Il revient donc à chaque dirigeant financier de faire preuve d'éthique professionnelle comme le souligne Daniel Bacqueroët, président nouvellement nommé, de la DFCG : " Nous, financiers, nous devons - plus que jamais - d'être exemplaires, d'assumer nos responsabilités avec éthique, solidarité, proactivité et vigilance en refusant des " optimisations " financières contraires à la solidarité nationale ou les effets d'aubaine comme toute hausse de prix qui profiterait de la rareté conjoncturelle d'un bien essentiel ou des abus comme le télétravail sous couvert de chômage partiel. "

Quid de la suite ?

L'autre enjeu concernant les fournisseurs stratégiques porte sur les ressources en matières. L'approvisionnement pose question surtout s'il est étranger et fait appel à des circuits longs. La question du coût de l'attente des livraisons s'impose aux entreprises. " Pour certaines ce sera peut-être l'occasion de revoir certains contrats d'approvisionnement, note Manuel Le Roux de Talenz Audit. Le gouvernement devra se positionner pour a minima favoriser les productions européennes. " Pour certains experts, justement parce qu'il y aura un manque de ressources et de financements, parce que l'Etat ne pourra pourvoir à tous les besoins, une réflexion sur les méthodes de travail et les modes de production sera inévitable pour tenir dans la durée et sera sans doute l'occasion d'inventer de nouveaux modèles.
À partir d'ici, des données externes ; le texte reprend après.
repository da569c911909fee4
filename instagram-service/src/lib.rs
pub mod config;
pub mod handlers;
pub mod models;
pub mod services;
pub mod startup;
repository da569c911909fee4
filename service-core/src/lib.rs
//! service-core: Shared infrastructure for the relay services.
pub mod config;
pub mod error;
pub mod middleware;
pub mod observability;

pub use async_trait;
pub use axum;
pub use serde;
pub use serde_json;
pub use tokio;
pub use tower;
pub use tower_http;
pub use tracing;
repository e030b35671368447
//! Support for newtypes over fixed-size byte arrays.
//!
//! The verification core is full of values that are "just N bytes with a
//! name": hardware measurements, certificate fingerprints, report data.
//! [`ByteArray`] gives those newtypes one shared surface for array/slice
//! conversions and hex formatting, and the `impl_*` macros stamp out the
//! boilerplate (including `FromStr`/`Display`/`Debug` as hex) so each
//! newtype stays a one-line declaration at its definition site.

use std::{
    array::TryFromSliceError,
    fmt::{self, Debug},
    hash::Hash,
};

// Re-exported for use by the macros below.
pub use qvl_hex as hex;
pub use ref_cast::RefCast;

/// Conversions shared by plain byte-array newtypes.
///
/// Implementors must be exactly a `[u8; N]` in memory (`RefCast` enforces
/// the transparent layout). Do not implement this for types whose contents
/// need validating; every conversion here is infallible except the
/// length-checked ones.
pub trait ByteArray<const N: usize>:
    Copy + Debug + Eq + Hash + RefCast<From = [u8; N]> + Sized
{
    /// The wrapped array length in bytes.
    const LEN: usize = N;

    // --- Required --- //

    fn from_array(array: [u8; N]) -> Self;
    fn as_array(&self) -> &[u8; N];

    // --- Provided: array / slice / vec --- //

    fn to_array(&self) -> [u8; N] {
        *self.as_array()
    }
    fn from_array_ref(array: &[u8; N]) -> &Self {
        Self::ref_cast(array)
    }
    fn as_slice(&self) -> &[u8] {
        self.as_array()
    }
    fn to_vec(&self) -> Vec<u8> {
        self.as_slice().to_vec()
    }
    /// Copy from a slice, failing unless it is exactly `N` bytes long.
    fn try_from_slice(slice: &[u8]) -> Result<Self, TryFromSliceError> {
        slice.try_into().map(Self::from_array)
    }

    // --- Provided: hex --- //

    /// Parse from a hex string of exactly `2 * N` characters, either case.
    fn try_from_hexstr(s: &str) -> Result<Self, hex::DecodeError> {
        <[u8; N] as hex::FromHex>::from_hex(s).map(Self::from_array)
    }
    /// Write `self` as lowercase hex; the building block for the `Display`
    /// and `Debug` impls the macros below generate.
    fn fmt_hexstr(&self, f: &mut fmt::Formatter<'_>) -> fmt::Result {
        fmt::Display::fmt(&hex::display(self.as_slice()), f)
    }
}

/// Implement [`ByteArray`] plus the standard array/slice conversions for a
/// single-field newtype around `[u8; N]`. The type must derive [`RefCast`]
/// and be `#[repr(transparent)]`.
#[macro_export]
macro_rules! impl_byte_array {
    ($type:ty, $n:expr) => {
        impl $crate::ByteArray<$n> for $type {
            fn from_array(array: [u8; $n]) -> Self {
                Self(array)
            }
            fn as_array(&self) -> &[u8; $n] {
                &self.0
            }
        }

        impl From<[u8; $n]> for $type {
            fn from(array: [u8; $n]) -> Self {
                Self(array)
            }
        }

        impl From<$type> for [u8; $n] {
            fn from(value: $type) -> Self {
                value.0
            }
        }

        impl<'a> From<&'a [u8; $n]> for &'a $type {
            fn from(array: &'a [u8; $n]) -> Self {
                <$type as $crate::RefCast>::ref_cast(array)
            }
        }

        impl TryFrom<&[u8]> for $type {
            type Error = ::std::array::TryFromSliceError;
            fn try_from(slice: &[u8]) -> Result<Self, Self::Error> {
                <$type as $crate::ByteArray<$n>>::try_from_slice(slice)
            }
        }
    };
}

/// Implement [`std::str::FromStr`] parsing from a hex string.
#[macro_export]
macro_rules! impl_fromstr_fromhex {
    ($type:ty, $n:expr) => {
        impl ::std::str::FromStr for $type {
            type Err = $crate::hex::DecodeError;
            fn from_str(s: &str) -> Result<Self, Self::Err> {
                <$type as $crate::ByteArray<$n>>::try_from_hexstr(s)
            }
        }
    };
}

/// Implement `Debug` and `Display` as the lowercase hex string.
#[macro_export]
macro_rules! impl_debug_display_as_hex {
    ($type:ty) => {
        impl ::std::fmt::Display for $type {
            fn fmt(&self, f: &mut ::std::fmt::Formatter<'_>) -> ::std::fmt::Result {
                $crate::ByteArray::fmt_hexstr(self, f)
            }
        }

        impl ::std::fmt::Debug for $type {
            fn fmt(&self, f: &mut ::std::fmt::Formatter<'_>) -> ::std::fmt::Result {
                write!(f, "{}(\"{self}\")", stringify!($type))
            }
        }
    };
}
//! Fixed-size measurement newtypes shared by the quote and report parsers.
//!
//! Downstream policy code compares these against expected values; the
//! newtypes give them hex `Display`/`FromStr` and honest `Debug` output
//! instead of raw arrays.

use ref_cast::RefCast;

/// A 32-byte measurement register: SGX `MRENCLAVE`/`MRSIGNER`.
#[derive(Copy, Clone, Eq, Hash, PartialEq, RefCast)]
#[repr(transparent)]
pub struct Measurement(pub [u8; 32]);

impl Measurement {
    pub const fn new(bytes: [u8; 32]) -> Self {
        Self(bytes)
    }
}

qvl_byte_array::impl_byte_array!(Measurement, 32);
qvl_byte_array::impl_fromstr_fromhex!(Measurement, 32);
qvl_byte_array::impl_debug_display_as_hex!(Measurement);

/// A 48-byte (SHA-384-sized) measurement register: TDX `MRTD`, `MRSEAM`,
/// `RTMR0..3`, and the SEV-SNP launch measurement.
#[derive(Copy, Clone, Eq, Hash, PartialEq, RefCast)]
#[repr(transparent)]
pub struct Measurement48(pub [u8; 48]);

impl Measurement48 {
    pub const fn new(bytes: [u8; 48]) -> Self {
        Self(bytes)
    }
}

qvl_byte_array::impl_byte_array!(Measurement48, 48);
qvl_byte_array::impl_fromstr_fromhex!(Measurement48, 48);
qvl_byte_array::impl_debug_display_as_hex!(Measurement48);

/// The 64-byte user-chosen report data field, common to SGX/TDX quote
/// bodies and SEV-SNP reports. Callers typically commit the hash of an
/// ephemeral public key here.
#[derive(Copy, Clone, Eq, Hash, PartialEq, RefCast)]
#[repr(transparent)]
pub struct ReportData(pub [u8; 64]);

impl ReportData {
    pub const fn new(bytes: [u8; 64]) -> Self {
        Self(bytes)
    }

    pub const ZERO: Self = Self([0u8; 64]);
}

qvl_byte_array::impl_byte_array!(ReportData, 64);
qvl_byte_array::impl_fromstr_fromhex!(ReportData, 64);
qvl_byte_array::impl_debug_display_as_hex!(ReportData);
A contrario, les pessimistes prédisent que les entreprises avec de faibles capitaux propres ne se sortiront pas de la crise et qu'en lieu et place des changements structurels attendus, le premier réflexe des entreprises sera, pour rattraper le retard, de réactiver les filières d'approvisionnements connues... qui ne passent pas par la France. Seule certitude : cette crise sans précédent bouleverse les équilibres tant au niveau micro que macro économique.